**EXERCISE**
The entries are to be repeated in full, without any change.
MATERIAL SUPPLIED: Begin
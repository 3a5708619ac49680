use super::*;

/// Tests creating a new identity.
///
/// Expected: Ok with role flags and contact fields persisted
#[tokio::test]
async fn creates_student_identity() -> Result<(), DbErr> {
    let test = TestBuilder::new()
        .with_table(entity::prelude::User)
        .build()
        .await
        .unwrap();
    let db = test.db.as_ref().unwrap();

    let repo = UserRepository::new(db);
    let user = repo
        .create(CreateUserParams {
            username: "ET001".to_string(),
            email: "et001@example.com".to_string(),
            password_hash: "phc-string".to_string(),
            is_admin: false,
            is_student: true,
        })
        .await?;

    assert_eq!(user.username, "ET001");
    assert_eq!(user.email, "et001@example.com");
    assert!(user.is_student);
    assert!(!user.is_admin);

    Ok(())
}

/// Tests the uniqueness constraints on username and email.
///
/// Expected: Err(DbErr) when either collides
#[tokio::test]
async fn rejects_duplicate_username_or_email() -> Result<(), DbErr> {
    let test = TestBuilder::new()
        .with_table(entity::prelude::User)
        .build()
        .await
        .unwrap();
    let db = test.db.as_ref().unwrap();

    UserFactory::new(db)
        .username("ET001")
        .email("taken@example.com")
        .build()
        .await?;

    let repo = UserRepository::new(db);

    let same_username = repo
        .create(CreateUserParams {
            username: "ET001".to_string(),
            email: "other@example.com".to_string(),
            password_hash: "phc-string".to_string(),
            is_admin: false,
            is_student: true,
        })
        .await;
    assert!(same_username.is_err());

    let same_email = repo
        .create(CreateUserParams {
            username: "ET002".to_string(),
            email: "taken@example.com".to_string(),
            password_hash: "phc-string".to_string(),
            is_admin: false,
            is_student: true,
        })
        .await;
    assert!(same_email.is_err());

    Ok(())
}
MATERIAL SUPPLIED: End
**RESPONSE FOR THIS EXERCISE**
repository 3a5708619ac49680
use super::*;

/// Tests creating a new identity.
///
/// Expected: Ok with role flags and contact fields persisted
#[tokio::test]
async fn creates_student_identity() -> Result<(), DbErr> {
    let test = TestBuilder::new()
        .with_table(entity::prelude::User)
        .build()
        .await
        .unwrap();
    let db = test.db.as_ref().unwrap();

    let repo = UserRepository::new(db);
    let user = repo
        .create(CreateUserParams {
            username: "ET001".to_string(),
            email: "et001@example.com".to_string(),
            password_hash: "phc-string".to_string(),
            is_admin: false,
            is_student: true,
        })
        .await?;

    assert_eq!(user.username, "ET001");
    assert_eq!(user.email, "et001@example.com");
    assert!(user.is_student);
    assert!(!user.is_admin);

    Ok(())
}

/// Tests the uniqueness constraints on username and email.
///
/// Expected: Err(DbErr) when either collides
#[tokio::test]
async fn rejects_duplicate_username_or_email() -> Result<(), DbErr> {
    let test = TestBuilder::new()
        .with_table(entity::prelude::User)
        .build()
        .await
        .unwrap();
    let db = test.db.as_ref().unwrap();

    UserFactory::new(db)
        .username("ET001")
        .email("taken@example.com")
        .build()
        .await?;

    let repo = UserRepository::new(db);

    let same_username = repo
        .create(CreateUserParams {
            username: "ET001".to_string(),
            email: "other@example.com".to_string(),
            password_hash: "phc-string".to_string(),
            is_admin: false,
            is_student: true,
        })
        .await;
    assert!(same_username.is_err());

    let same_email = repo
        .create(CreateUserParams {
            username: "ET002".to_string(),
            email: "taken@example.com".to_string(),
            password_hash: "phc-string".to_string(),
            is_admin: false,
            is_student: true,
        })
        .await;
    assert!(same_email.is_err());

    Ok(())
}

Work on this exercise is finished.